• _Exercise brief_
Having found the line containing "#[error(transparent)]" in the data below, reproduce that line and each one after it to the end, exactly, and include nothing else.

• _Information provided_
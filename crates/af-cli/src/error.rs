//! CLI error types.

use af_sdk::SdkError;
use thiserror::Error;

/// CLI-specific errors.
#[derive(Debug, Error)]
pub enum CliError {
    /// A required service URL or setting is not configured.
    #[error("missing required configuration: {key}")]
    MissingConfiguration {
        /// Environment variable (or setting) that was expected.
        key: &'static str,
    },

    /// Invalid configuration.
    #[error("configuration error: {0}")]
    Config(String),

    /// No personal access token is available.
    #[error("missing personal access token, run `af login` to authenticate")]
    MissingPersonalAccessToken,

    /// The auth service refused or failed a login step.
    #[error("authentication failed: {0}")]
    Auth(String),

    /// The browser login was not confirmed within the polling budget.
    #[error("timed out waiting for the login to be confirmed, run `af login` to try again")]
    LoginTimeout,

    /// The user interrupted the login.
    #[error("login cancelled")]
    LoginCancelled,

    /// Invalid argument or user input.
    #[error("invalid argument: {0}")]
    InvalidArgument(String),

    /// Command execution failed.
    #[error("command error: {0}")]
    Command(String),

    /// Output formatting error.
    #[error("format error: {0}")]
    Format(String),

    /// Request to the auth service failed before a response arrived.
    #[error("network request failed: {0}")]
    Http(#[from] reqwest::Error),

    /// Platform API error.
    #[error(transparent)]
    Sdk(#[from] SdkError),

    /// IO error.
    #[error("IO error: {0}")]
    Io(#[from] std::io::Error),
}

• _Expected output_
    #[error(transparent)]
    Sdk(#[from] SdkError),

    /// IO error.
    #[error("IO error: {0}")]
    Io(#[from] std::io::Error),
}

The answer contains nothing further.